The Mss. Latin 11269, titled Florius de Arte Luctandi in a 17th-century script, was rediscovered in the holdings of the Bibliothèque nationale de France by Ken Mondschein in 2008. Any preface it once possessed is missing from the current form of the manuscript; it consists of 44 folios with two pairings per page, and is the only copy of Fiore's treatise whose illustrations are fully painted. Unlike Fiore's other works, this manuscript is written entirely in Latin; its descriptions are cast in couplets and quatrains similar to the Pisani Dossi Ms. This manuscript is generally referred to as either the Florius or the Paris. Mondschein speculates that this was a presentation copy made for Lionello d'Este.

The known provenance of the Mss. Latin 11269 is:

- Written in the early 15th century, probably after the completion of Flos Duellatorum in 1409.
- Ca. 1635 – rebound by a master papermaker who worked at the Puy-moyen mill for Sieur Janssen.
- before 1712 – in the collection of Louis Phélypeaux, marquis de Phélypeaux. Donated by him to the Bibliothèque du Roi, where it was labeled Florius de Art Luctandi.
- 1712–present – held by the Bibliothèque du Roi/Bibliothèque Nationale de France.

The contents of the Mss. Latin 11269 are as follows:

- Title page (f 1r)
- Segno with 7 swords and animal virtues (f 1v)
- Mounted combat (ff 2r–5v)
- Spear vs. cavalry (ff 6r–6v)
- Lanza plays (ff 6v–7v)
- Plays of spear with dagger and two clubs with dagger (f 8r–8v)
- Azza plays (ff 8v–10r)
- Spada a un mano (ff 10r–12r)
- Spada a dui mani stances (ff 12v–13v)
- Spada a dui mani wide plays (ff 14r–15v)
- Spada en arme plays (ff 16r–17v)
- Spada en arme stances (f 18r)
- Spada en arme plays (ff 18r–18v)
- (f 19r – blank page)
- Spada en arme stances (f 19v)
- Sword vs. dagger plays (ff 20r–20v)
- Daga intro (f 21r)
- Daga plays (ff 21v–25v)
- Spada a dui mani wide play (ff 26r)
- Spada a dui mani close plays (ff 26r–30v)
- Daga plays (ff 31r–38r)
- Abrazare stances (f 38v)
- Abrazare plays (ff 39r–42v)
- Daga plays (ff 43r–44r)
- Closing (f 44r)

=== Codices LXXXIV and CX ===

The Codex LXXXIV (or Ms. 84) is mentioned in the 1436 and 1508 catalogs of the Biblioteca Estense in Ferrara, but disappeared some time in the 16th century.
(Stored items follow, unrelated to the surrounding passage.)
//! Record operations: the rules that span more than one document.
//!
//! Plain per-record validation lives on the types in `farm_core`; the code
//! here handles sequence numbers, uniqueness, feed stock bookkeeping,
//! recurring tasks, user accounts and sessions. Multi-step operations run in
//! a single transaction.

pub mod auth;
pub mod egg;
pub mod feed;
pub mod finance;
pub mod sales;
pub mod tasks;
pub mod users;

use farm_core::Document;
use farm_core::sequence::Numbering;

use crate::error::Result;
use crate::traits::{Storage, Transaction};
use crate::typed::Documents;

/// Who is acting and with which settings.
#[derive(Debug, Clone)]
pub struct RecordContext<'a> {
    pub actor: &'a str,
    pub numbering: &'a Numbering,
    /// Applied to new feed stock created with a reorder level of zero.
    pub default_reorder_level: f64,
}

impl<'a> RecordContext<'a> {
    pub fn new(actor: &'a str, numbering: &'a Numbering) -> Self {
        Self {
            actor,
            numbering,
            default_reorder_level: 0.0,
        }
    }

    pub fn with_default_reorder_level(mut self, level: f64) -> Self {
        self.default_reorder_level = level;
        self
    }
}

/// A record type with create/update/delete rules.
pub trait Record: Document {
    fn create(store: &dyn Storage, doc: Self, ctx: &RecordContext<'_>) -> Result<Self>;

    /// Replaces the record stored under `id` with `doc`.
    fn update(store: &dyn Storage, id: &str, doc: Self, ctx: &RecordContext<'_>) -> Result<Self>;

    fn remove(store: &dyn Storage, id: &str, ctx: &RecordContext<'_>) -> Result<Self> {
        store.delete::<Self>(id, ctx.actor)
    }
}

/// Loading previously exported records inside an open transaction.
///
/// Ids and sequence numbers are kept as given. Uniqueness and
/// normalisation follow [`Record::create`]; side effects on other records
/// (feed stock deductions, follow-up tasks) do not happen.
pub trait Import: Document {
    fn import_one(tx: &dyn Transaction, doc: Self, ctx: &RecordContext<'_>) -> Result<Self>;
}

impl Import for farm_core::user::User {
    fn import_one(tx: &dyn Transaction, doc: Self, ctx: &RecordContext<'_>) -> Result<Self> {
        users::import_user(tx, doc, ctx.actor)
    }
}
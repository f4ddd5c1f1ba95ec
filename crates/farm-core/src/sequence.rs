//! Human-readable sequence numbers (`BATCH-0001`, `ORD-0042`, `FIN-0007`).

use serde::{Deserialize, Serialize};

/// Prefix and zero-padding width for one kind of sequence number.
#[derive(Debug, Clone, PartialEq, Eq, Serialize, Deserialize)]
pub struct SequenceFormat {
    pub prefix: String,
    pub width: usize,
}

impl SequenceFormat {
    pub fn new(prefix: impl Into<String>, width: usize) -> Self {
        Self {
            prefix: prefix.into(),
            width,
        }
    }

    /// Next number after everything in `existing`.
    pub fn next<'a>(&self, existing: impl IntoIterator<Item = &'a str>) -> String {
        next_sequence(&self.prefix, self.width, existing)
    }
}

pub const DEFAULT_WIDTH: usize = 4;

/// Formats for the three numbered record kinds.
#[derive(Debug, Clone, PartialEq, Eq, Serialize, Deserialize)]
#[serde(default, rename_all = "kebab-case")]
pub struct Numbering {
    pub batch: SequenceFormat,
    pub order: SequenceFormat,
    pub reference: SequenceFormat,
}

impl Default for Numbering {
    fn default() -> Self {
        Self {
            batch: SequenceFormat::new("BATCH", DEFAULT_WIDTH),
            order: SequenceFormat::new("ORD", DEFAULT_WIDTH),
            reference: SequenceFormat::new("FIN", DEFAULT_WIDTH),
        }
    }
}

/// Trailing run of ASCII digits in `s`, parsed. `None` when `s` does not
/// end in a digit or the number overflows.
pub fn trailing_number(s: &str) -> Option<u64> {
    let s = s.trim();
    let digits_start = s
        .char_indices()
        .rev()
        .take_while(|(_, c)| c.is_ascii_digit())
        .last()
        .map(|(i, _)| i)?;
    s[digits_start..].parse().ok()
}

/// `PREFIX-NNNN`, zero-padded to `width`. Wider numbers are not truncated.
pub fn format_sequence(prefix: &str, width: usize, n: u64) -> String {
    format!("{prefix}-{n:0width$}")
}

/// Scans `existing`, takes the highest trailing number (0 when there is
/// none) and formats the one after it.
pub fn next_sequence<'a>(
    prefix: &str,
    width: usize,
    existing: impl IntoIterator<Item = &'a str>,
) -> String {
    let max = existing
        .into_iter()
        .filter_map(trailing_number)
        .max()
        .unwrap_or(0);
    format_sequence(prefix, width, max.saturating_add(1))
}
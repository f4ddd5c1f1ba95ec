//! Runtime context for command execution.
//!
//! The [`RuntimeContext`] holds what a command handler needs: the global
//! flags, the actor name for the activity log, and lazy access to the farm
//! directory, its config and its database.

use std::env;
use std::path::{Path, PathBuf};

use anyhow::{Context, Result};

use farm_config::farm_dir::FARM_DIR_NAME;
use farm_config::{FarmConfig, find_farm_dir_or_error, load_config};
use farm_storage::SqliteStore;

use crate::cli::GlobalArgs;

/// Actor used when the login name cannot be determined.
const FALLBACK_ACTOR: &str = "cli";

/// Runtime context passed to every command handler.
#[derive(Debug)]
pub struct RuntimeContext {
    /// `--dir`, as given.
    pub dir: Option<PathBuf>,

    /// Name recorded against every change made from the command line.
    pub actor: String,

    pub json: bool,
    pub verbose: bool,
    pub quiet: bool,
}

impl RuntimeContext {
    pub fn from_global_args(global: &GlobalArgs) -> Self {
        Self {
            dir: global.dir.as_ref().map(PathBuf::from),
            actor: resolve_actor(),
            json: global.json,
            verbose: global.verbose,
            quiet: global.quiet,
        }
    }

    /// The `.farm/` directory to work in.
    ///
    /// `--dir` may name the `.farm/` directory itself or the directory that
    /// contains it. Without it, the working directory and its parents are
    /// searched.
    pub fn farm_dir(&self) -> Result<PathBuf> {
        match &self.dir {
            Some(dir) => {
                let farm_dir = farm_dir_under(dir);
                if !farm_dir.is_dir() {
                    anyhow::bail!(
                        "no farm found at {} (run `farm init` first)",
                        farm_dir.display()
                    );
                }
                Ok(farm_dir)
            }
            None => {
                let cwd = env::current_dir().context("failed to get current directory")?;
                Ok(find_farm_dir_or_error(&cwd)?)
            }
        }
    }

    /// Where `farm init` should create the farm.
    pub fn init_target(&self) -> Result<PathBuf> {
        match &self.dir {
            Some(dir) => Ok(dir.clone()),
            None => env::current_dir().context("failed to get current directory"),
        }
    }

    pub fn load_config(&self) -> Result<(PathBuf, FarmConfig)> {
        let farm_dir = self.farm_dir()?;
        let config = load_config(&farm_dir)
            .with_context(|| format!("failed to load config from {}", farm_dir.display()))?;
        Ok((farm_dir, config))
    }

    /// Opens the farm database, creating its schema if needed.
    pub fn open_store(&self) -> Result<(SqliteStore, FarmConfig)> {
        let (farm_dir, config) = self.load_config()?;
        let path = config.database_path(&farm_dir);
        let store = SqliteStore::open(&path)
            .with_context(|| format!("failed to open database at {}", path.display()))?;
        Ok((store, config))
    }
}

/// `dir` if it is already a `.farm` directory, otherwise `dir/.farm`.
pub fn farm_dir_under(dir: &Path) -> PathBuf {
    if dir.ends_with(FARM_DIR_NAME) {
        dir.to_path_buf()
    } else {
        dir.join(FARM_DIR_NAME)
    }
}

/// `$USER` (or `%USERNAME%`), falling back to `cli`.
fn resolve_actor() -> String {
    env::var("USER")
        .or_else(|_| env::var("USERNAME"))
        .ok()
        .map(|s| s.trim().to_owned())
        .filter(|s| !s.is_empty())
        .unwrap_or_else(|| FALLBACK_ACTOR.to_owned())
}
It consisted of 58 folios bound in leather with a clasp, with a white eagle and two helmets on the first page. The Codex CX (or Ms. 110) is also mentioned in the 1436 and 1508 catalogs of the Biblioteca Estense, but not in later inventories. It consisted of 15 small-format folios on unbound parchment, and was written in two columns.

The contents and current whereabouts of these copies of the Flower of Battle are unknown. It is possible that these listings refer to manuscripts listed above, though none currently possess the correct number of folios or match the physical descriptions.